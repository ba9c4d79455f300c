//! Document types and their structural invariants
//!
//! Every document received by Harbor is tagged with a [`DocumentType`]. The
//! tag selects the receiving partition the payload lands in, the structural
//! invariant checked at insert, and the transform that processes it later.
//! The semantic fields of a payload stay opaque to the core.

use super::errors::ValidationError;
use serde::{Deserialize, Serialize};
use std::fmt;
use std::str::FromStr;

/// Top-level JSON shape a document type requires
#[derive(Debug, Clone, Copy, PartialEq, Eq, Serialize, Deserialize)]
#[serde(rename_all = "lowercase")]
pub enum DocumentShape {
    /// A JSON object (`{...}`)
    Object,
    /// A JSON array (`[...]`)
    Array,
    /// Any well-formed JSON value
    Any,
}

impl DocumentShape {
    /// Name used in validation messages
    pub fn as_str(&self) -> &'static str {
        match self {
            DocumentShape::Object => "object",
            DocumentShape::Array => "array",
            DocumentShape::Any => "value",
        }
    }
}

/// Kind of received document
///
/// # Examples
///
/// ```
/// use harbor::domain::document::{DocumentShape, DocumentType};
/// use std::str::FromStr;
///
/// let fhir = DocumentType::from_str("fhir").unwrap();
/// assert_eq!(fhir.partition(), "fhir");
/// assert_eq!(fhir.shape(), DocumentShape::Object);
///
/// let det = DocumentType::from_str("redcap-det").unwrap();
/// assert_eq!(det.partition(), "redcap_det");
/// ```
#[derive(Debug, Clone, Copy, PartialEq, Eq, Hash, PartialOrd, Ord, Serialize, Deserialize)]
#[serde(rename_all = "kebab-case")]
pub enum DocumentType {
    /// Participant enrollment forms
    Enrollment,
    /// Presence/absence lab results
    PresenceAbsence,
    /// FHIR bundles
    Fhir,
    /// Clinical spreadsheet rows
    Clinical,
    /// Sequence-read set manifests
    SequenceReadSet,
    /// Assembled consensus genomes and summary statistics
    ConsensusGenome,
    /// REDCap data entry trigger notifications
    RedcapDet,
    /// Sample manifest rows
    Manifest,
    /// Longitudinal study records
    Longitudinal,
    /// At-home test kit records
    Kit,
}

impl DocumentType {
    /// All document types, in partition order
    pub const ALL: [DocumentType; 10] = [
        DocumentType::Enrollment,
        DocumentType::PresenceAbsence,
        DocumentType::Fhir,
        DocumentType::Clinical,
        DocumentType::SequenceReadSet,
        DocumentType::ConsensusGenome,
        DocumentType::RedcapDet,
        DocumentType::Manifest,
        DocumentType::Longitudinal,
        DocumentType::Kit,
    ];

    /// Wire name (kebab-case) used on the command line and in configuration
    pub fn as_str(&self) -> &'static str {
        match self {
            DocumentType::Enrollment => "enrollment",
            DocumentType::PresenceAbsence => "presence-absence",
            DocumentType::Fhir => "fhir",
            DocumentType::Clinical => "clinical",
            DocumentType::SequenceReadSet => "sequence-read-set",
            DocumentType::ConsensusGenome => "consensus-genome",
            DocumentType::RedcapDet => "redcap-det",
            DocumentType::Manifest => "manifest",
            DocumentType::Longitudinal => "longitudinal",
            DocumentType::Kit => "kit",
        }
    }

    /// Storage partition name (snake_case), used as the receiving table name
    pub fn partition(&self) -> &'static str {
        match self {
            DocumentType::Enrollment => "enrollment",
            DocumentType::PresenceAbsence => "presence_absence",
            DocumentType::Fhir => "fhir",
            DocumentType::Clinical => "clinical",
            DocumentType::SequenceReadSet => "sequence_read_set",
            DocumentType::ConsensusGenome => "consensus_genome",
            DocumentType::RedcapDet => "redcap_det",
            DocumentType::Manifest => "manifest",
            DocumentType::Longitudinal => "longitudinal",
            DocumentType::Kit => "kit",
        }
    }

    /// Structural invariant enforced when a payload is appended
    pub fn shape(&self) -> DocumentShape {
        // Every partition currently receives JSON objects; arrays of results
        // are split into one record per element by the producers.
        DocumentShape::Object
    }
}

impl fmt::Display for DocumentType {
    fn fmt(&self, f: &mut fmt::Formatter<'_>) -> fmt::Result {
        f.write_str(self.as_str())
    }
}

impl FromStr for DocumentType {
    type Err = ValidationError;

    fn from_str(s: &str) -> Result<Self, Self::Err> {
        let normalized = s.trim().to_lowercase().replace('_', "-");
        Self::ALL
            .into_iter()
            .find(|t| t.as_str() == normalized)
            .ok_or_else(|| ValidationError::UnknownDocumentType(s.to_string()))
    }
}
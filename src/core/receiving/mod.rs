//! Receiving store front end
//!
//! - [`validator`] - Structural checks per document type
//! - [`checksum`] - Payload checksums
//! - [`service`] - Validate-then-append entry point for producers

pub mod checksum;
pub mod service;
pub mod validator;

pub use service::ReceivingService;
pub use validator::DocumentValidator;
//! Integration tests for logging functionality
//!
//! The global subscriber can only be installed once per process, so only one
//! test here calls `init_logging` successfully.

use harbor::config::LoggingConfig;
use harbor::logging::init_logging;
use tempfile::TempDir;

#[test]
fn test_logging_config_default() {
    let config = LoggingConfig::default();
    assert!(!config.local_enabled);
    assert_eq!(config.local_rotation, "daily");
    assert_eq!(config.local_path, "/var/log/harbor");
}

#[test]
fn test_invalid_level_is_rejected() {
    let result = init_logging("loud", &LoggingConfig::default());
    assert!(result.is_err());
}

#[test]
fn test_invalid_rotation_is_rejected_before_install() {
    let temp_dir = TempDir::new().unwrap();
    let config = LoggingConfig {
        local_enabled: true,
        local_path: temp_dir.path().join("logs").to_string_lossy().to_string(),
        local_rotation: "weekly".to_string(),
    };

    let err = init_logging("info", &config).err().unwrap();
    assert!(err.to_string().contains("weekly"));
    assert!(!temp_dir.path().join("logs").exists());
}

#[test]
fn test_file_logging_creates_directory() {
    let temp_dir = TempDir::new().unwrap();
    let log_path = temp_dir.path().join("logs");

    let config = LoggingConfig {
        local_enabled: true,
        local_path: log_path.to_string_lossy().to_string(),
        local_rotation: "never".to_string(),
    };

    let guard = init_logging("debug", &config).unwrap();
    tracing::info!(record = "enrollment/1", "written to the file layer");
    drop(guard);

    assert!(log_path.exists());
}
//! PostgreSQL client implementation
//!
//! Owns the connection pool and the handful of helpers the adapter builds on.

use crate::config::schema::PostgreSQLConfig;
use crate::domain::errors::WarehouseError;
use crate::domain::{HarborError, Result};
use deadpool_postgres::{Manager, ManagerConfig, Pool, RecyclingMethod};
use postgres_native_tls::MakeTlsConnector;
use secrecy::ExposeSecret;
use std::time::Duration;
use tokio_postgres::config::SslMode;
use tokio_postgres::error::SqlState;
use tokio_postgres::{NoTls, Row};

/// PostgreSQL client for Harbor
///
/// Provides pooled connections to the receiving, processing log, and
/// warehouse schemas.
pub struct PostgreSQLClient {
    /// Connection pool
    pool: Pool,

    /// Configuration
    config: PostgreSQLConfig,
}

impl PostgreSQLClient {
    /// Create a new PostgreSQL client
    ///
    /// Connections use TLS unless `ssl_mode` is `"disable"`. No connection is
    /// opened until the first query.
    ///
    /// # Errors
    ///
    /// Returns an error if the connection string is invalid or the pool
    /// cannot be built.
    pub async fn new(config: PostgreSQLConfig) -> Result<Self> {
        let mut pg_config: tokio_postgres::Config = config
            .connection_string
            .expose_secret()
            .parse()
            .map_err(|e| {
                HarborError::Configuration(format!("Invalid PostgreSQL connection string: {e}"))
            })?;

        let ssl_mode = parse_ssl_mode(&config.ssl_mode)?;
        pg_config.ssl_mode(ssl_mode);

        let manager_config = ManagerConfig {
            recycling_method: RecyclingMethod::Fast,
        };

        let manager = if ssl_mode == SslMode::Disable {
            Manager::from_config(pg_config, NoTls, manager_config)
        } else {
            let connector = native_tls::TlsConnector::new().map_err(|e| {
                HarborError::Configuration(format!("Failed to build TLS connector: {e}"))
            })?;
            Manager::from_config(pg_config, MakeTlsConnector::new(connector), manager_config)
        };

        let timeout = Duration::from_secs(config.connection_timeout_seconds);
        let pool = Pool::builder(manager)
            .max_size(config.max_connections)
            .wait_timeout(Some(timeout))
            .create_timeout(Some(timeout))
            .recycle_timeout(Some(timeout))
            .runtime(deadpool_postgres::Runtime::Tokio1)
            .build()
            .map_err(|e| {
                HarborError::Connection(format!("Failed to create connection pool: {e}"))
            })?;

        Ok(Self { pool, config })
    }

    /// Test the connection to PostgreSQL
    pub async fn test_connection(&self) -> Result<()> {
        let client = self.get_connection().await?;

        client
            .query_one("SELECT 1", &[])
            .await
            .map_err(|e| HarborError::Connection(format!("Connection test failed: {e}")))?;

        tracing::info!(
            target = %self.connection_string_safe(),
            "PostgreSQL connection test successful"
        );
        Ok(())
    }

    /// Create the receiving, processing log, and warehouse tables
    ///
    /// The migration is idempotent and safe to run on every start.
    ///
    /// # Errors
    ///
    /// Returns an error if the schema cannot be created.
    pub async fn ensure_schema(&self) -> Result<()> {
        let client = self.get_connection().await?;

        let migration_sql = include_str!("../../../migrations/001_initial_schema.sql");

        client
            .batch_execute(migration_sql)
            .await
            .map_err(|e| HarborError::Database(format!("Failed to execute migration: {e}")))?;

        tracing::info!("PostgreSQL schema initialized successfully");
        Ok(())
    }

    /// Get a connection from the pool with the statement timeout applied
    ///
    /// # Errors
    ///
    /// Returns an error if a connection cannot be obtained.
    pub async fn get_connection(&self) -> Result<deadpool_postgres::Object> {
        let client = self.pool.get().await.map_err(|e| {
            HarborError::Connection(format!("Failed to get connection from pool: {e}"))
        })?;

        let timeout_query = format!(
            "SET statement_timeout = {}",
            self.config.statement_timeout_seconds * 1000
        );
        client.batch_execute(&timeout_query).await.map_err(|e| {
            HarborError::Database(format!("Failed to set statement timeout: {e}"))
        })?;

        Ok(client)
    }

    /// Execute a query and return rows
    ///
    /// # Errors
    ///
    /// Returns an error if the query fails.
    pub async fn query(
        &self,
        query: &str,
        params: &[&(dyn tokio_postgres::types::ToSql + Sync)],
    ) -> Result<Vec<Row>> {
        let client = self.get_connection().await?;
        client.query(query, params).await.map_err(database_error)
    }

    /// Execute a statement and return the number of affected rows
    ///
    /// # Errors
    ///
    /// Returns an error if the statement fails.
    pub async fn execute(
        &self,
        statement: &str,
        params: &[&(dyn tokio_postgres::types::ToSql + Sync)],
    ) -> Result<u64> {
        let client = self.get_connection().await?;
        client
            .execute(statement, params)
            .await
            .map_err(database_error)
    }

    /// Get the connection string (without password)
    pub fn connection_string_safe(&self) -> String {
        redact_connection_string(self.config.connection_string.expose_secret().as_ref())
    }
}

fn parse_ssl_mode(mode: &str) -> Result<SslMode> {
    match mode {
        "disable" => Ok(SslMode::Disable),
        "prefer" => Ok(SslMode::Prefer),
        "require" => Ok(SslMode::Require),
        other => Err(HarborError::Configuration(format!(
            "Unsupported postgresql.ssl_mode '{other}'"
        ))),
    }
}

/// Strip credentials from a connection string for display
pub fn redact_connection_string(connection_string: &str) -> String {
    connection_string
        .rsplit_once('@')
        .map(|(_, host)| format!("postgresql://***@{host}"))
        .unwrap_or_else(|| "postgresql://***".to_string())
}

/// Map a driver error into the domain error type
pub(crate) fn database_error(e: tokio_postgres::Error) -> HarborError {
    if e.is_closed() {
        HarborError::Connection(format!("Connection closed: {e}"))
    } else {
        HarborError::Database(format!("Query failed: {e}"))
    }
}

/// Classify a driver error for the warehouse writer
///
/// Only data exceptions and integrity violations come from the entities
/// themselves and fail the same way every time. Everything else, including
/// missing tables and missing grants, is an environment problem that a
/// later attempt can get past.
pub(crate) fn classify_warehouse_error(e: &tokio_postgres::Error) -> WarehouseError {
    if e.is_closed() {
        return WarehouseError::Transient(format!("connection closed: {e}"));
    }

    match e.code() {
        Some(code) if is_terminal_state(code) => WarehouseError::Terminal(e.to_string()),
        _ => WarehouseError::Transient(e.to_string()),
    }
}

fn is_terminal_state(code: &SqlState) -> bool {
    // 22: data exception, 23: integrity violation
    matches!(code.code().get(..2), Some("22" | "23"))
}
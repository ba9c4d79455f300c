//! Warehouse entity model
//!
//! A transform turns one receiving record into zero or more entities. The
//! core never looks inside `body`; it only needs `(kind, key)` to be unique
//! within the record so that re-applying the same set is an upsert.

use serde::{Deserialize, Serialize};
use serde_json::Value;

/// Normalized output row of a transform
#[derive(Debug, Clone, PartialEq, Serialize, Deserialize)]
pub struct WarehouseEntity {
    /// Entity kind, e.g. "encounter" or "sample"
    pub kind: String,

    /// Natural key of the entity within its source record
    pub key: String,

    /// Normalized content
    pub body: Value,
}

impl WarehouseEntity {
    /// Create a new entity
    pub fn new(kind: impl Into<String>, key: impl Into<String>, body: Value) -> Self {
        Self {
            kind: kind.into(),
            key: key.into(),
            body,
        }
    }

    /// `(kind, key)` identity within a record
    pub fn identity(&self) -> (&str, &str) {
        (&self.kind, &self.key)
    }
}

- _TASK DETAILS_: Bring together each line above where the string "integrity" turns up.

- _RESPONSE BELOW_:
/// Only data exceptions and integrity violations come from the entities
    // 22: data exception, 23: integrity violation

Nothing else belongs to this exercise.